**Required action:**
Repeat the material below. Keep every line exactly as written.

(Given information)

//! Capture output file series: naming and rotation.
//!
//! Long captures are split across a series of files. Two naming schemes
//! exist:
//!
//! - **Counter** (default): the first file keeps the user-given name; when
//!   the series first rotates, that file is retroactively renamed to carry
//!   a `-01` suffix and subsequent files continue `-02`, `-03`, ... with
//!   indices never reused. (The backward-looking rename is long-standing
//!   user-visible behavior and is preserved exactly.)
//! - **Time pattern**: every file name - the first included - is produced
//!   by expanding the base name as a template at the moment of rotation:
//!   `%v` becomes the one-based file index, zero-padded to two digits, and
//!   every other `%` token goes to the calendar-time formatter.
//!
//! Rotation itself is triggered by whichever fires first: the per-file
//! byte budget (derived from the maximum file time), or an external
//! asynchronous request observed at chunk granularity.

use std::fs::{self, File, OpenOptions};
use std::path::{Path, PathBuf};

use chrono::{DateTime, Local};

use crate::error::StreamError;

/// How file names in the series are produced.
#[derive(Debug, Clone, Copy, PartialEq, Eq, Default)]
pub enum NamePolicy {
    /// User-given name plus a two-digit counter suffix.
    #[default]
    Counter,
    /// The base name is a strftime-style template with `%v` for the index.
    TimePattern,
}

/// An ordered, conceptually infinite series of capture output files.
pub struct CaptureFileSeries {
    base: PathBuf,
    policy: NamePolicy,
    max_file_bytes: Option<u64>,
    /// Files opened so far. The counter suffix of file k (k ≥ 2) is
    /// exactly k, with the retroactive rename filling slot 1.
    opened: u32,
    bytes_in_file: u64,
}

impl CaptureFileSeries {
    /// Creates a series over the given base name.
    ///
    /// `max_file_bytes` of zero or `None` disables size-based rotation.
    pub fn new(
        base: impl Into<PathBuf>,
        policy: NamePolicy,
        max_file_bytes: Option<u64>,
    ) -> Self {
        Self {
            base: base.into(),
            policy,
            max_file_bytes: max_file_bytes.filter(|&m| m > 0),
            opened: 0,
            bytes_in_file: 0,
        }
    }

    /// Derives the per-file byte budget from a maximum file time.
    pub fn with_max_file_time(
        base: impl Into<PathBuf>,
        policy: NamePolicy,
        max_file_secs: u64,
        bytes_per_second: u64,
    ) -> Self {
        Self::new(base, policy, Some(max_file_secs * bytes_per_second))
    }

    /// Closes out the current target and opens the next one in the series.
    ///
    /// Computes the next name, performs the first-rotation retroactive
    /// rename in counter mode, replaces any existing regular file at the
    /// target, and creates missing parent directories before giving up.
    pub fn open_next(&mut self) -> Result<(File, PathBuf), StreamError> {
        let path = match self.policy {
            NamePolicy::Counter => {
                if self.opened == 0 {
                    self.base.clone()
                } else {
                    self.next_counter_name()
                }
            }
            NamePolicy::TimePattern => {
                let pattern = self.base.to_string_lossy();
                PathBuf::from(expand_pattern(&pattern, self.opened + 1, &Local::now())?)
            }
        };

        if let Ok(meta) = fs::symlink_metadata(&path) {
            if meta.is_file() {
                let _ = fs::remove_file(&path);
            }
        }
        let file = open_target(&path)?;

        self.opened += 1;
        self.bytes_in_file = 0;
        if self.opened > 1 {
            tracing::info!(path = %path.display(), index = self.opened, "rotated capture file");
        }
        Ok((file, path))
    }

    /// Accounts bytes written into the current file.
    pub fn note_written(&mut self, bytes: u64) {
        self.bytes_in_file += bytes;
    }

    /// Bytes written into the current file so far.
    pub fn bytes_in_file(&self) -> u64 {
        self.bytes_in_file
    }

    /// Whether the current file reached its byte budget.
    pub fn size_exceeded(&self) -> bool {
        self.max_file_bytes
            .is_some_and(|max| self.bytes_in_file >= max)
    }

    /// Bytes still allowed into the current file, if a budget is set.
    pub fn remaining_in_file(&self) -> Option<u64> {
        self.max_file_bytes
            .map(|max| max.saturating_sub(self.bytes_in_file))
    }

    /// Number of files opened so far.
    pub fn files_opened(&self) -> u32 {
        self.opened
    }

    /// One-based index of the file that [`open_next`](Self::open_next)
    /// would produce.
    pub fn next_index(&self) -> u32 {
        self.opened + 1
    }

    fn next_counter_name(&mut self) -> PathBuf {
        if self.opened == 1 {
            // first rotation: retroactively number the original file
            let renamed = self.numbered(1);
            let _ = fs::remove_file(&renamed);
            if let Err(err) = fs::rename(&self.base, &renamed) {
                tracing::warn!(
                    from = %self.base.display(),
                    to = %renamed.display(),
                    %err,
                    "could not rename first capture file"
                );
            }
        }
        self.numbered(self.opened + 1)
    }

    fn numbered(&self, index: u32) -> PathBuf {
        let stem = self.base.with_extension("");
        match self.base.extension() {
            Some(ext) => PathBuf::from(format!(
                "{}-{:02}.{}",
                stem.display(),
                index,
                ext.to_string_lossy()
            )),
            None => PathBuf::from(format!("{}-{:02}", stem.display(), index)),
        }
    }
}

/// Expands a time-pattern template.
///
/// `%v` becomes the zero-padded one-based file index; all other `%` tokens
/// are handed to the calendar formatter evaluated at `now`. An invalid
/// token or an empty result is a fatal pattern error.
pub(crate) fn expand_pattern(
    pattern: &str,
    index: u32,
    now: &DateTime<Local>,
) -> Result<String, StreamError> {
    let mut template = String::with_capacity(pattern.len() + 4);
    let mut chars = pattern.chars().peekable();
    while let Some(c) = chars.next() {
        if c == '%' {
            match chars.peek() {
                Some('v') => {
                    chars.next();
                    template.push_str(&format!("{:02}", index));
                }
                Some(_) => {
                    template.push('%');
                    template.push(chars.next().expect("peeked"));
                }
                None => {}
            }
        } else {
            template.push(c);
        }
    }

    use std::fmt::Write as _;
    let mut out = String::new();
    if write!(out, "{}", now.format(&template)).is_err() || out.is_empty() {
        return Err(StreamError::Pattern {
            pattern: pattern.to_string(),
        });
    }
    Ok(out)
}

fn open_target(path: &Path) -> Result<File, StreamError> {
    let open = || OpenOptions::new().write(true).create(true).truncate(true).open(path);
    match open() {
        Ok(file) => Ok(file),
        Err(err) if err.kind() == std::io::ErrorKind::NotFound => {
            if let Some(parent) = path.parent() {
                fs::create_dir_all(parent).map_err(|e| StreamError::file(parent, e))?;
            }
            open().map_err(|e| StreamError::file(path, e))
        }
        Err(err) => Err(StreamError::file(path, err)),
    }
}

(End Given information)

**Answer to this task:**
//! Capture output file series: naming and rotation.
//!
//! Long captures are split across a series of files. Two naming schemes
//! exist:
//!
//! - **Counter** (default): the first file keeps the user-given name; when
//!   the series first rotates, that file is retroactively renamed to carry
//!   a `-01` suffix and subsequent files continue `-02`, `-03`, ... with
//!   indices never reused. (The backward-looking rename is long-standing
//!   user-visible behavior and is preserved exactly.)
//! - **Time pattern**: every file name - the first included - is produced
//!   by expanding the base name as a template at the moment of rotation:
//!   `%v` becomes the one-based file index, zero-padded to two digits, and
//!   every other `%` token goes to the calendar-time formatter.
//!
//! Rotation itself is triggered by whichever fires first: the per-file
//! byte budget (derived from the maximum file time), or an external
//! asynchronous request observed at chunk granularity.

use std::fs::{self, File, OpenOptions};
use std::path::{Path, PathBuf};

use chrono::{DateTime, Local};

use crate::error::StreamError;

/// How file names in the series are produced.
#[derive(Debug, Clone, Copy, PartialEq, Eq, Default)]
pub enum NamePolicy {
    /// User-given name plus a two-digit counter suffix.
    #[default]
    Counter,
    /// The base name is a strftime-style template with `%v` for the index.
    TimePattern,
}

/// An ordered, conceptually infinite series of capture output files.
pub struct CaptureFileSeries {
    base: PathBuf,
    policy: NamePolicy,
    max_file_bytes: Option<u64>,
    /// Files opened so far. The counter suffix of file k (k ≥ 2) is
    /// exactly k, with the retroactive rename filling slot 1.
    opened: u32,
    bytes_in_file: u64,
}

impl CaptureFileSeries {
    /// Creates a series over the given base name.
    ///
    /// `max_file_bytes` of zero or `None` disables size-based rotation.
    pub fn new(
        base: impl Into<PathBuf>,
        policy: NamePolicy,
        max_file_bytes: Option<u64>,
    ) -> Self {
        Self {
            base: base.into(),
            policy,
            max_file_bytes: max_file_bytes.filter(|&m| m > 0),
            opened: 0,
            bytes_in_file: 0,
        }
    }

    /// Derives the per-file byte budget from a maximum file time.
    pub fn with_max_file_time(
        base: impl Into<PathBuf>,
        policy: NamePolicy,
        max_file_secs: u64,
        bytes_per_second: u64,
    ) -> Self {
        Self::new(base, policy, Some(max_file_secs * bytes_per_second))
    }

    /// Closes out the current target and opens the next one in the series.
    ///
    /// Computes the next name, performs the first-rotation retroactive
    /// rename in counter mode, replaces any existing regular file at the
    /// target, and creates missing parent directories before giving up.
    pub fn open_next(&mut self) -> Result<(File, PathBuf), StreamError> {
        let path = match self.policy {
            NamePolicy::Counter => {
                if self.opened == 0 {
                    self.base.clone()
                } else {
                    self.next_counter_name()
                }
            }
            NamePolicy::TimePattern => {
                let pattern = self.base.to_string_lossy();
                PathBuf::from(expand_pattern(&pattern, self.opened + 1, &Local::now())?)
            }
        };

        if let Ok(meta) = fs::symlink_metadata(&path) {
            if meta.is_file() {
                let _ = fs::remove_file(&path);
            }
        }
        let file = open_target(&path)?;

        self.opened += 1;
        self.bytes_in_file = 0;
        if self.opened > 1 {
            tracing::info!(path = %path.display(), index = self.opened, "rotated capture file");
        }
        Ok((file, path))
    }

    /// Accounts bytes written into the current file.
    pub fn note_written(&mut self, bytes: u64) {
        self.bytes_in_file += bytes;
    }

    /// Bytes written into the current file so far.
    pub fn bytes_in_file(&self) -> u64 {
        self.bytes_in_file
    }

    /// Whether the current file reached its byte budget.
    pub fn size_exceeded(&self) -> bool {
        self.max_file_bytes
            .is_some_and(|max| self.bytes_in_file >= max)
    }

    /// Bytes still allowed into the current file, if a budget is set.
    pub fn remaining_in_file(&self) -> Option<u64> {
        self.max_file_bytes
            .map(|max| max.saturating_sub(self.bytes_in_file))
    }

    /// Number of files opened so far.
    pub fn files_opened(&self) -> u32 {
        self.opened
    }

    /// One-based index of the file that [`open_next`](Self::open_next)
    /// would produce.
    pub fn next_index(&self) -> u32 {
        self.opened + 1
    }

    fn next_counter_name(&mut self) -> PathBuf {
        if self.opened == 1 {
            // first rotation: retroactively number the original file
            let renamed = self.numbered(1);
            let _ = fs::remove_file(&renamed);
            if let Err(err) = fs::rename(&self.base, &renamed) {
                tracing::warn!(
                    from = %self.base.display(),
                    to = %renamed.display(),
                    %err,
                    "could not rename first capture file"
                );
            }
        }
        self.numbered(self.opened + 1)
    }

    fn numbered(&self, index: u32) -> PathBuf {
        let stem = self.base.with_extension("");
        match self.base.extension() {
            Some(ext) => PathBuf::from(format!(
                "{}-{:02}.{}",
                stem.display(),
                index,
                ext.to_string_lossy()
            )),
            None => PathBuf::from(format!("{}-{:02}", stem.display(), index)),
        }
    }
}

/// Expands a time-pattern template.
///
/// `%v` becomes the zero-padded one-based file index; all other `%` tokens
/// are handed to the calendar formatter evaluated at `now`. An invalid
/// token or an empty result is a fatal pattern error.
pub(crate) fn expand_pattern(
    pattern: &str,
    index: u32,
    now: &DateTime<Local>,
) -> Result<String, StreamError> {
    let mut template = String::with_capacity(pattern.len() + 4);
    let mut chars = pattern.chars().peekable();
    while let Some(c) = chars.next() {
        if c == '%' {
            match chars.peek() {
                Some('v') => {
                    chars.next();
                    template.push_str(&format!("{:02}", index));
                }
                Some(_) => {
                    template.push('%');
                    template.push(chars.next().expect("peeked"));
                }
                None => {}
            }
        } else {
            template.push(c);
        }
    }

    use std::fmt::Write as _;
    let mut out = String::new();
    if write!(out, "{}", now.format(&template)).is_err() || out.is_empty() {
        return Err(StreamError::Pattern {
            pattern: pattern.to_string(),
        });
    }
    Ok(out)
}

fn open_target(path: &Path) -> Result<File, StreamError> {
    let open = || OpenOptions::new().write(true).create(true).truncate(true).open(path);
    match open() {
        Ok(file) => Ok(file),
        Err(err) if err.kind() == std::io::ErrorKind::NotFound => {
            if let Some(parent) = path.parent() {
                fs::create_dir_all(parent).map_err(|e| StreamError::file(parent, e))?;
            }
            open().map_err(|e| StreamError::file(path, e))
        }
        Err(err) => Err(StreamError::file(path, err)),
    }
}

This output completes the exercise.